Yesterday’s Weather, Anne Enright

‘Fury, tenderness, incomprehension and impulse illuminate scenes of modern life (work life, family life or a solitary life), highlighting the gulf and yearning stretching between men and women as they deal with attraction, procreation, money and mortality. The title story tidily encompasses the emotional range (and rage) of a couple managing a family visit with their newborn child, and similar fast-moving squalls of behavior mark others, like ‘Pale Caravan,” in which a wife and mother struggles to cope with her kids and husband simultaneously.  “Hands I Loved, Beside the Shalimar” is a heartbreaking description of compassion extended toward a mentally disturbed friend, one of many tales of sex and friendship, lust and separate destinies. Contemporary Ireland is generally the setting although there are rare departures. Eloquent images light up these overlapping stories like flares—a line of tulips flattened by the wind; a swarm of bees on a gatepost; a dusting of flour on a carpet. And, as always with Enright, there is mesmerizing language that can switch from comic to lyric in a blink.’

The Wonder, Emma Donoghue

‘Lib Wright has survived the Crimean War and a failed marriage by the time she’s summoned to central Ireland to watch over 11-year-old Anna O’Donnell, whose parents claim she has eaten no food in four months. The girl’s physician, Dr. McBrearty, and a committee of local bigwigs have hired Lib and a nun to provide round-the-clock surveillance. Lib quickly realizes that Dr. McBrearty, at least, is weirdly anxious to prove the girl’s fast is no hoax, even if he deplores loose talk of a miracle. An advocate of the scientific nursing principles preached by Florence Nightingale, Lib has nothing but contempt for such an absurd idea. Yet she is charmed by Anna, as whip-smart as she is pious, and alarmed when the girl’s surprisingly robust health begins to falter shortly after the nurses’ watch begins. Nonetheless, nothing can excuse the wall of denial Lib slams into as she desperately tries to get Anna’s parents and the committee even to acknowledge how sick the child is. The story’s resolution seems like pure wish fulfillment, but vivid, tender scenes between Lib and Anna, coupled with the pleasing romance that springs up between feisty Lib and the appreciative Byrne, will incline most readers to grant Donoghue her tentative happy ending.’

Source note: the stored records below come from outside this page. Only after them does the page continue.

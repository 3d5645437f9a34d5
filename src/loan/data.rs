//! Loan parameter structures and input normalization

use serde::{Deserialize, Serialize};

/// Initial values of the calculator form
pub const DEFAULT_PRINCIPAL: f64 = 100_000_000.0;
pub const DEFAULT_TERM_MONTHS: u32 = 120;
pub const DEFAULT_ANNUAL_RATE_PERCENT: f64 = 5.0;
pub const DEFAULT_PENALTY_PERCENT: f64 = 2.0;

/// Parameters for a single amortization run
///
/// All numeric fields are expected to be non-negative. A negative rate, or a
/// penalty above 100%, is outside the engine's contract.
#[derive(Debug, Clone, Copy, PartialEq, Serialize, Deserialize)]
pub struct LoanParameters {
    /// Amount borrowed
    pub principal: f64,

    /// Number of monthly periods
    pub term_months: u32,

    /// Nominal annual rate as a percentage (5.0 = 5%)
    pub annual_rate_percent: f64,

    /// Additional principal paid every period on top of the installment
    #[serde(default)]
    pub extra_monthly_payment: f64,

    /// Percentage charged by the lender on each extra payment
    #[serde(default)]
    pub early_payment_penalty_percent: f64,
}

impl LoanParameters {
    /// Create parameters with no extra payment and no penalty
    pub fn new(principal: f64, term_months: u32, annual_rate_percent: f64) -> Self {
        Self {
            principal,
            term_months,
            annual_rate_percent,
            extra_monthly_payment: 0.0,
            early_payment_penalty_percent: 0.0,
        }
    }

    /// Builder-style setter for the recurring extra payment and its penalty
    pub fn with_extra_payment(mut self, extra_monthly_payment: f64, penalty_percent: f64) -> Self {
        self.extra_monthly_payment = extra_monthly_payment;
        self.early_payment_penalty_percent = penalty_percent;
        self
    }

    /// Monthly periodic rate as a decimal
    pub fn monthly_rate(&self) -> f64 {
        self.annual_rate_percent / 100.0 / 12.0
    }

    /// Whether the parameters carry enough data to amortize.
    /// A rate of exactly zero counts as missing.
    pub fn is_amortizable(&self) -> bool {
        self.principal > 0.0 && self.term_months > 0 && self.annual_rate_percent > 0.0
    }

    /// Extra principal actually applied each period after the penalty haircut
    pub fn net_extra_payment(&self) -> f64 {
        (1.0 - self.early_payment_penalty_percent / 100.0) * self.extra_monthly_payment
    }
}

impl Default for LoanParameters {
    fn default() -> Self {
        Self {
            principal: DEFAULT_PRINCIPAL,
            term_months: DEFAULT_TERM_MONTHS,
            annual_rate_percent: DEFAULT_ANNUAL_RATE_PERCENT,
            extra_monthly_payment: 0.0,
            early_payment_penalty_percent: DEFAULT_PENALTY_PERCENT,
        }
    }
}

/// Required loan input that can be reported as missing
#[derive(Debug, Clone, Copy, PartialEq, Eq, Serialize, Deserialize)]
pub enum LoanField {
    Principal,
    TermMonths,
    AnnualRate,
}

impl LoanField {
    pub fn as_str(&self) -> &'static str {
        match self {
            LoanField::Principal => "principal",
            LoanField::TermMonths => "term_months",
            LoanField::AnnualRate => "annual_rate_percent",
        }
    }
}

impl std::fmt::Display for LoanField {
    fn fmt(&self, f: &mut std::fmt::Formatter<'_>) -> std::fmt::Result {
        f.write_str(self.as_str())
    }
}

/// Loan inputs as collected from a form or file, any of which may be unset
#[derive(Debug, Clone, Copy, Default, PartialEq, Serialize, Deserialize)]
pub struct RawLoanInputs {
    pub principal: Option<f64>,
    pub term_months: Option<u32>,
    pub annual_rate_percent: Option<f64>,
    pub extra_monthly_payment: Option<f64>,
    pub early_payment_penalty_percent: Option<f64>,
}

impl RawLoanInputs {
    /// Required fields that are unset or unusable.
    ///
    /// Principal and term are missing when unset or zero. The rate is only
    /// missing when unset; an explicit 0 passes here and is rejected later by
    /// the amortization guard.
    pub fn missing_fields(&self) -> Vec<LoanField> {
        let mut missing = Vec::new();
        if self.principal.map_or(true, |p| p == 0.0) {
            missing.push(LoanField::Principal);
        }
        if self.term_months.map_or(true, |t| t == 0) {
            missing.push(LoanField::TermMonths);
        }
        if self.annual_rate_percent.is_none() {
            missing.push(LoanField::AnnualRate);
        }
        missing
    }

    /// Replace every unset field with 0
    pub fn clean(&self) -> LoanParameters {
        LoanParameters {
            principal: self.principal.unwrap_or(0.0),
            term_months: self.term_months.unwrap_or(0),
            annual_rate_percent: self.annual_rate_percent.unwrap_or(0.0),
            extra_monthly_payment: self.extra_monthly_payment.unwrap_or(0.0),
            early_payment_penalty_percent: self.early_payment_penalty_percent.unwrap_or(0.0),
        }
    }
}

impl From<LoanParameters> for RawLoanInputs {
    fn from(params: LoanParameters) -> Self {
        Self {
            principal: Some(params.principal),
            term_months: Some(params.term_months),
            annual_rate_percent: Some(params.annual_rate_percent),
            extra_monthly_payment: Some(params.extra_monthly_payment),
            early_payment_penalty_percent: Some(params.early_payment_penalty_percent),
        }
    }
}

/// A named parameter set, as loaded from a scenario file
#[derive(Debug, Clone, PartialEq, Serialize, Deserialize)]
pub struct LoanScenario {
    pub scenario_id: String,
    pub params: LoanParameters,
}

#[cfg(test)]
mod tests {
    use super::*;

    #[test]
    fn test_monthly_rate() {
        let params = LoanParameters::new(1000.0, 12, 12.0);
        assert!((params.monthly_rate() - 0.01).abs() < 1e-15);
    }

    #[test]
    fn test_zero_rate_not_amortizable() {
        assert!(!LoanParameters::new(1000.0, 12, 0.0).is_amortizable());
        assert!(!LoanParameters::new(0.0, 12, 5.0).is_amortizable());
        assert!(!LoanParameters::new(1000.0, 0, 5.0).is_amortizable());
        assert!(LoanParameters::new(1000.0, 12, 5.0).is_amortizable());
    }

    #[test]
    fn test_net_extra_payment_haircut() {
        let params = LoanParameters::new(1000.0, 12, 5.0).with_extra_payment(100.0, 2.0);
        assert!((params.net_extra_payment() - 98.0).abs() < 1e-12);
    }

    #[test]
    fn test_missing_fields() {
        let raw = RawLoanInputs {
            principal: Some(0.0),
            term_months: None,
            annual_rate_percent: Some(0.0),
            ..Default::default()
        };
        assert_eq!(raw.missing_fields(), vec![LoanField::Principal, LoanField::TermMonths]);

        let raw = RawLoanInputs::from(LoanParameters::default());
        assert!(raw.missing_fields().is_empty());
    }

    #[test]
    fn test_clean_defaults_unset_to_zero() {
        let raw = RawLoanInputs {
            principal: Some(5000.0),
            term_months: Some(24),
            ..Default::default()
        };
        let params = raw.clean();
        assert_eq!(params.principal, 5000.0);
        assert_eq!(params.term_months, 24);
        assert_eq!(params.annual_rate_percent, 0.0);
        assert_eq!(params.extra_monthly_payment, 0.0);
        assert_eq!(params.early_payment_penalty_percent, 0.0);
    }

    #[test]
    fn test_default_matches_calculator_form() {
        let params = LoanParameters::default();
        assert_eq!(params.principal, 100_000_000.0);
        assert_eq!(params.term_months, 120);
        assert_eq!(params.annual_rate_percent, 5.0);
        assert_eq!(params.extra_monthly_payment, 0.0);
        assert_eq!(params.early_payment_penalty_percent, 2.0);
    }
}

An Irish Country Love Story, Patrick Taylor

‘Taylor (The Wily O’Reilly, 2014) adds another delightful chapter to his heartwarming Irish Country series. Readers will welcome a return to Ballybucklebo, a charming Irish village populated by a cast of eccentric yet affectionately rendered characters. As usual, the heart of the story revolves around Dr. Fingal Flahertie O’Reilly, the Ballybucklebo’s devoted doctor, and the loyal and true people who orbit around him, including his associates, Dr. Barry Laverty and Dr. Nonie Stevens, and a variety of devoted patients. This tale is set in the winter of 1967, when the good doctor is in danger of losing his beloved home, an alarming predicament that will literally take an entire village to solve. Interweaving several story strands to craft a cozy patchwork quilt of a novel, Taylor ensures that hearts will be warmed as myriad problems are tackled with love, kindness, and gentle humor.’